Pria itu menatap serius ke jalanan yang dilewati, lalu berkata pada Li Shaw yang tengah mengemudi. "Cari tahu kedepannya apa Mrs. Febi bisa tetap profesional? Sekiranya masalah pribadi itu akan mempengaruhi kinerjanya dalam mengajar Evan, maka cari tenaga pengajar lain yang lebih handal."
"Apa Anda serius, Tuan?"
"Aku tidak peduli walaupun dia rekomendasi khusus dari pendidikan sekolah khusus Dr Montessori California, tapi kalau dia tidak profesional, untuk apa?"
"Baik, Tuan. Namun, darimana anda tahu dia ada masalah, padahal saya masih mengumpulkan kebenarannya?"
"Seorang suami yang tidak pulang selama berhari-hari, sedangkan jarak kantor dan rumah masih dapat dijangkau. Kalau bukan hanya karena masalah dalam kehidupan mereka, lalu apa lagi?"
"Tuan, hari ini Anda terlalu peduli pada orang asing." Li Shaw mengangkat satu sudut bibirnya.
"Apa maksudmu bilang begini, hs?"
"Tidak ada. Tapi, ini seperti bukan Anda saja."
"Itu demi Evans. Evans selalu menyebut wanita itu sampai membuat kupingku sakit." Jordan mengembuskan napas kasar. "Pantau si kembar, jika terjadi perubahan perilaku ke arah negatif, segera jauhkan dari putraku. Langsung pisahkan segera ya, atau memindahkan si kembar ke sekolah lain."
"Saya rasa itu tidak akan, Tuan? Bukannya, Anda sendiri pun menyadari Evan kita mulai banyak berinsiatif, banyak bicara, walau masih dalam lingkup orang terdekat, tapi itu sejak mengenal Adam dan Mia, ya kan. Saya rasa gadis kecil nan cerewet itu mampu memancing Evans sampai mau tak mau menjawab pertanyaan Mia yang selalu ingin tahu soal Evan."
Jordan mengembus napas kasar dan satu sudut bibirnya terangkat, dengan menahan tawa. "Benar, putraku telah banyak mengalami perubahan."

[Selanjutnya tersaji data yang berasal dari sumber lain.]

use std::io::IsTerminal;
use std::sync::Arc;

use colored::Colorize;
use hound_open_core::{HoundConfig, HoundProvider, MatchRecord, register_provider};
use tokio::io::{AsyncBufReadExt, BufReader};
use tokio::sync::mpsc;
use tokio::task::{self, JoinHandle};
use tracing::{debug, error, info, warn};

use crate::{ColorChoice, ConnectionArgs};

/// Initialize tracing for CLI commands (search/open).
///
/// Logs go to stderr, and respect RUST_LOG or default to `info`.
pub fn init_tracing_cli() {
    use tracing_subscriber::{EnvFilter, fmt};

    let filter = EnvFilter::try_from_default_env().unwrap_or_else(|_| EnvFilter::new("info"));

    fmt()
        .with_env_filter(filter)
        .with_target(false)
        .with_writer(std::io::stderr)
        .init();
}

/// Initialize tracing for MCP server.
///
/// - Never logs to stdout (to keep stdio clean for JSON-RPC).
/// - If `HOUND_OPEN_LOG_PATH` is set, append logs to that file.
/// - If not set or file cannot be opened, logging is effectively disabled.
pub fn init_tracing_server() {
    use std::fs::OpenOptions;
    use std::path::PathBuf;
    use std::sync::Mutex;
    use tracing_subscriber::{EnvFilter, fmt};

    let path = match std::env::var("HOUND_OPEN_LOG_PATH") {
        Ok(p) if !p.trim().is_empty() => PathBuf::from(p),
        _ => return,
    };

    let file = match OpenOptions::new().create(true).append(true).open(&path) {
        Ok(file) => file,
        Err(_) => return,
    };

    let filter = EnvFilter::try_from_default_env().unwrap_or_else(|_| EnvFilter::new("info"));

    fmt()
        .with_env_filter(filter)
        .with_target(false)
        .with_ansi(false)
        .with_writer(Mutex::new(file))
        .init();
}

pub fn apply_color(choice: ColorChoice) {
    match choice {
        ColorChoice::Always => colored::control::set_override(true),
        ColorChoice::Never => colored::control::set_override(false),
        ColorChoice::Auto => {
            if !std::io::stdout().is_terminal() {
                colored::control::set_override(false);
            }
        }
    }
}

pub fn resolve_config(conn: ConnectionArgs) -> HoundConfig {
    match HoundConfig::resolve(conn.base_uri, conn.config.as_deref()) {
        Ok(config) => config,
        Err(err) => {
            error!("{err}");
            std::process::exit(1);
        }
    }
}

fn open_provider(conn: ConnectionArgs) -> HoundProvider {
    let config = resolve_config(conn);
    debug!("search server: {}", config.base_uri);

    match register_provider(&config) {
        Ok(provider) => provider,
        Err(err) => {
            error!("Failed to set up search client: {err}");
            std::process::exit(1);
        }
    }
}

fn print_records(provider: &HoundProvider, records: &[MatchRecord]) {
    for record in records {
        let block = provider.component_for_item(record);
        println!("{}", block.to_terminal_text());
    }
}

pub async fn run_search(
    conn: ConnectionArgs,
    color: ColorChoice,
    query: String,
) -> Result<(), Box<dyn std::error::Error>> {
    apply_color(color);
    let provider = open_provider(conn);

    let records = match provider.execute_query(Some(&query)).await {
        Ok(records) => records,
        Err(err) => {
            error!("Search failed: {err}");
            std::process::exit(1);
        }
    };

    print_records(&provider, &records);
    Ok(())
}

/// Quick-open loop: every stdin line is the current query text. A search runs
/// once input has been quiet for the provider's debounce delay, and only the
/// newest response is printed.
pub async fn run_quick_open(
    conn: ConnectionArgs,
    color: ColorChoice,
) -> Result<(), Box<dyn std::error::Error>> {
    apply_color(color);
    let provider = Arc::new(open_provider(conn));
    let delay = provider.debounce_delay;

    info!(
        "{} ({}): {}",
        provider.display.title,
        provider.provider_type.as_str(),
        provider.display.prompt
    );

    let (tx, mut rx) = mpsc::unbounded_channel::<(String, Vec<MatchRecord>)>();

    let printer_provider = Arc::clone(&provider);
    let printer = task::spawn(async move {
        let mut shown: Option<Vec<MatchRecord>> = None;
        while let Some((query, records)) = rx.recv().await {
            if shown.as_ref() == Some(&records) {
                debug!("results for {query:?} unchanged; skipping redraw");
                continue;
            }
            println!("{} {}", ">".dimmed(), query.bold());
            if records.is_empty() {
                println!("No results");
            }
            print_records(&printer_provider, &records);
            shown = Some(records);
        }
    });

    let mut lines = BufReader::new(tokio::io::stdin()).lines();
    let mut pending: Option<String> = None;
    let mut in_flight: Vec<JoinHandle<()>> = Vec::new();

    loop {
        match pending.take() {
            Some(query) => {
                tokio::select! {
                    line = lines.next_line() => match line? {
                        Some(line) => {
                            debug!("debounced away {query:?}");
                            pending = Some(line);
                        }
                        None => {
                            in_flight.push(spawn_query(&provider, query, tx.clone()));
                            break;
                        }
                    },
                    _ = tokio::time::sleep(delay) => {
                        in_flight.push(spawn_query(&provider, query, tx.clone()));
                    }
                }
            }
            None => match lines.next_line().await? {
                Some(line) => pending = Some(line),
                None => break,
            },
        }
    }

    for handle in in_flight {
        if let Err(err) = handle.await {
            warn!("search task panicked: {err}");
        }
    }
    drop(tx);
    printer.await?;

    Ok(())
}

fn spawn_query(
    provider: &Arc<HoundProvider>,
    query: String,
    tx: mpsc::UnboundedSender<(String, Vec<MatchRecord>)>,
) -> JoinHandle<()> {
    let provider = Arc::clone(provider);
    task::spawn(async move {
        match provider.execute_latest(Some(&query)).await {
            Ok(Some(records)) => {
                let _ = tx.send((query, records));
            }
            Ok(None) => {}
            Err(err) => warn!("Search for {query:?} failed: {err}"),
        }
    })
}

Evans mengalami penculikan di usia tiga tahun
Jordan berhasil menebusnya dengan sejumlah uang, tetapi tidak bisa menangkap pelakunya. Lalu, putranya menjadi sering menarik diri dan ketakutan melihat orang asing. Setelah menyelediki lewat semacam terapi, dapat ditarik kesimpulan, kalau putranya itu melihat penyiksaan keji yang bukan untuk konsumsi anak-anak. Bahkan, apa yang digambar anaknya itu sangat mengerikan.
Lambat laun, tenaga ahli terapi berhasil mengurangi menghapus memori menakutkan di dalam pikiran putranya. Meski, tetap saja beberapa kali Evans menjerit histeris akibat mimpi buruk dan berujung demam.
Kemudian Evans mulai menunjukkan perilaku normal setelah akhir-akhir ini sering bermain dengan si kembar. Maka dari itu, dia langsung setuju saat Jesylin meminta mendatangkan guru favorit Evans ke rumah. Bukan lain, hanya demi mengembalikan kepercayaan diri putranya.